### What the task asks:
Using the records provided below, locate and copy each line that contains the word "common".

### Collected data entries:
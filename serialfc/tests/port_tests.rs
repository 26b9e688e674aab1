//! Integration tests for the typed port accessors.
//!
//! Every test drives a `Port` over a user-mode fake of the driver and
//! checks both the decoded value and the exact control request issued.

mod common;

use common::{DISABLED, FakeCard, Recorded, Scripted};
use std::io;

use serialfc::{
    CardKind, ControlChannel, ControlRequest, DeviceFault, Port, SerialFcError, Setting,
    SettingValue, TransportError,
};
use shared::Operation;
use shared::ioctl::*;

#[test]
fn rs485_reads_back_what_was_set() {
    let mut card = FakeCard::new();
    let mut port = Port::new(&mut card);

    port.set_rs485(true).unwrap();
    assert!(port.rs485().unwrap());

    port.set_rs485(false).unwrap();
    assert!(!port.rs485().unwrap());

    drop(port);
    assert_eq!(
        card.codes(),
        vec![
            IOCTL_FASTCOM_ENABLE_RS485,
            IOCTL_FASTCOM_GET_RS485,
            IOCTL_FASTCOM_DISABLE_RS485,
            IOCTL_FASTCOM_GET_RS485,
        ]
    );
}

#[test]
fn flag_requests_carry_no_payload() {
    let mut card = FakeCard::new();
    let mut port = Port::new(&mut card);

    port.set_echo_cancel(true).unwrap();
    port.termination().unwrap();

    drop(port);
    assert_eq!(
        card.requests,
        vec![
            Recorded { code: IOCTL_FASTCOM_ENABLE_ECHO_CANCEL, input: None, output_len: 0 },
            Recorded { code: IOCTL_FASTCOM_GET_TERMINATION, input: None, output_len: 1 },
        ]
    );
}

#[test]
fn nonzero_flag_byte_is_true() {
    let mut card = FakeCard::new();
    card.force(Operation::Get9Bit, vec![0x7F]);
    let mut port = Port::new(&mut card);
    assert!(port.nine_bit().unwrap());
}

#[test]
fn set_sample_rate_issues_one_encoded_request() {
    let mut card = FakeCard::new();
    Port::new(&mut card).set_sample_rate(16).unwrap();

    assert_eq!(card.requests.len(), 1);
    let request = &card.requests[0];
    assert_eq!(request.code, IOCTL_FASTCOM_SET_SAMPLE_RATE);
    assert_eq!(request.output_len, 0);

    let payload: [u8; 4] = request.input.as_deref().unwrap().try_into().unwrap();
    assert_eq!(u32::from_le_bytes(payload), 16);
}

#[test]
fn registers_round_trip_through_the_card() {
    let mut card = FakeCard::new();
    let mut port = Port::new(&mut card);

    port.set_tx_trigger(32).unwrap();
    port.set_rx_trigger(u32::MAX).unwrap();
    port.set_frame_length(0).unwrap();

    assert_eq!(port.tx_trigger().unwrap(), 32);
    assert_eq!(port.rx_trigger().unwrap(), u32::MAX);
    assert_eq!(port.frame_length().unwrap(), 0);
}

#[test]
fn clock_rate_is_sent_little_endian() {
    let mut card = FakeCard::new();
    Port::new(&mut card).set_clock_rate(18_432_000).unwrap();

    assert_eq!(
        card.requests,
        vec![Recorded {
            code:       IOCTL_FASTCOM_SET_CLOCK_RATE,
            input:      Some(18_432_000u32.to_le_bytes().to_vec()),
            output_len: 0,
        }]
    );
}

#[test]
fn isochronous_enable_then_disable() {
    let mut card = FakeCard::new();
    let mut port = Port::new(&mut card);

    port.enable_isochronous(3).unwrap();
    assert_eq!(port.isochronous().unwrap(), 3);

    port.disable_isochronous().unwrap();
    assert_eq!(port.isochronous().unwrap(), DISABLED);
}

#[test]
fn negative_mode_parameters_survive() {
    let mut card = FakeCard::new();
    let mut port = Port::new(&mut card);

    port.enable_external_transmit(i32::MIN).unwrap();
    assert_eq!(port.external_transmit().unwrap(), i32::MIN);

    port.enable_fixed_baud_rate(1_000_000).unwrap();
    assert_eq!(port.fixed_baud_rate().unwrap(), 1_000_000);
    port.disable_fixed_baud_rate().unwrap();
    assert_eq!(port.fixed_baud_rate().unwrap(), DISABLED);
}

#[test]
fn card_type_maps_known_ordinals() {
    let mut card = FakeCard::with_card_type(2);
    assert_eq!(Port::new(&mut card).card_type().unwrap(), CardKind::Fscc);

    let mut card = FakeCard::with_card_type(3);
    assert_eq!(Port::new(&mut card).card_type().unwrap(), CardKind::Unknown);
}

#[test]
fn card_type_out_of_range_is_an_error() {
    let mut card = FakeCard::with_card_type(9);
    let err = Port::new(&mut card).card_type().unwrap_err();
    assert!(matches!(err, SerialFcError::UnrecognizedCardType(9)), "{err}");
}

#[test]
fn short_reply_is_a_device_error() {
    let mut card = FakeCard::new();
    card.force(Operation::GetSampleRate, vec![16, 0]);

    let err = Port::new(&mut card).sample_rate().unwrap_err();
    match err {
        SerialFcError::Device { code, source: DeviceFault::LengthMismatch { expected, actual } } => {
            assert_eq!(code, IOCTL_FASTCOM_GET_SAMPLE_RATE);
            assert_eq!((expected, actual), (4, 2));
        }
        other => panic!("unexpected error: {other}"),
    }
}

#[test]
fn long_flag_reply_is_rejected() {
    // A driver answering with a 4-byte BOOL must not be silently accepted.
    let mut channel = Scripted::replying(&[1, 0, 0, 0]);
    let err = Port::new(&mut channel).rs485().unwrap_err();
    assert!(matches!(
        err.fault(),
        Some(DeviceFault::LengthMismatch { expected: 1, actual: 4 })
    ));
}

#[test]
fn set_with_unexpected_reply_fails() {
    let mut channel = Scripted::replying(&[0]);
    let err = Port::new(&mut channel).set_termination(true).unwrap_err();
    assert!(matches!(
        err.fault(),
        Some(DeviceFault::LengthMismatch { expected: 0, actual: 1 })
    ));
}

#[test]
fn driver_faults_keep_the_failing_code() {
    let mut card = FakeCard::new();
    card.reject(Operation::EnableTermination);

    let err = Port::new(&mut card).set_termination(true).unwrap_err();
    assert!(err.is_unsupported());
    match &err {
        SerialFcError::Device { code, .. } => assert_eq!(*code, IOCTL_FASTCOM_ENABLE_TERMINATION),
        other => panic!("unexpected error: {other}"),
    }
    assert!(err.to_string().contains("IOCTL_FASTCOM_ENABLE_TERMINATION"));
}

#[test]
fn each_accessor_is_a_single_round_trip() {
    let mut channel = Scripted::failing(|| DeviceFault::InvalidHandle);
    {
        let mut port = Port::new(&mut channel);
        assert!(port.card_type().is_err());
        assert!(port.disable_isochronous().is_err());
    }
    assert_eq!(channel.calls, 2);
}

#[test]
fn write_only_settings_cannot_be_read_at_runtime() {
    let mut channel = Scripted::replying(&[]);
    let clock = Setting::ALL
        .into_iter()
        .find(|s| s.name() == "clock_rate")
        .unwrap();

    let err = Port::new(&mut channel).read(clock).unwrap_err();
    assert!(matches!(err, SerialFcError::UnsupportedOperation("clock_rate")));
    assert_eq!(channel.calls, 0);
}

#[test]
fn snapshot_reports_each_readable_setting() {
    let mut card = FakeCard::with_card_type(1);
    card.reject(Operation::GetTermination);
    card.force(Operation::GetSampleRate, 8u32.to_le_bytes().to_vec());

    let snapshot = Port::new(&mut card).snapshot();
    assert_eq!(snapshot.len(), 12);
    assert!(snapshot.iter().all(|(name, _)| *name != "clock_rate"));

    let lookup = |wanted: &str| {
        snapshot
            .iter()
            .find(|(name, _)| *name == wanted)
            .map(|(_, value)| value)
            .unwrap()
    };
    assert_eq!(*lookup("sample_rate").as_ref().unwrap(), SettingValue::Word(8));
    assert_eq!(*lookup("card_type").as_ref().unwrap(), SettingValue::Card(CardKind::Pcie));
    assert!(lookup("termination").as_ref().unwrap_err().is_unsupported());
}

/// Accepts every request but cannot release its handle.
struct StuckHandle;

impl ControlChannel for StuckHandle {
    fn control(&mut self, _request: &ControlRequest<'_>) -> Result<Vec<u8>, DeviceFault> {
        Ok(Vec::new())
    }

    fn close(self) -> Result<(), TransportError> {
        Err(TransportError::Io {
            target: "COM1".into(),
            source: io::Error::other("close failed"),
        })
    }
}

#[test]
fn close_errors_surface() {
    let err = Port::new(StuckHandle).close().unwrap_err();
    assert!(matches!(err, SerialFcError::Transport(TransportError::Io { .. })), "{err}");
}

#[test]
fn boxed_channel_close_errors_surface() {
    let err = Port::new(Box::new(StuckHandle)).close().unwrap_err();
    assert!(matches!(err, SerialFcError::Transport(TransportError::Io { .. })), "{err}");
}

### Written solution:
mod common;
use common::{DISABLED, FakeCard, Recorded, Scripted};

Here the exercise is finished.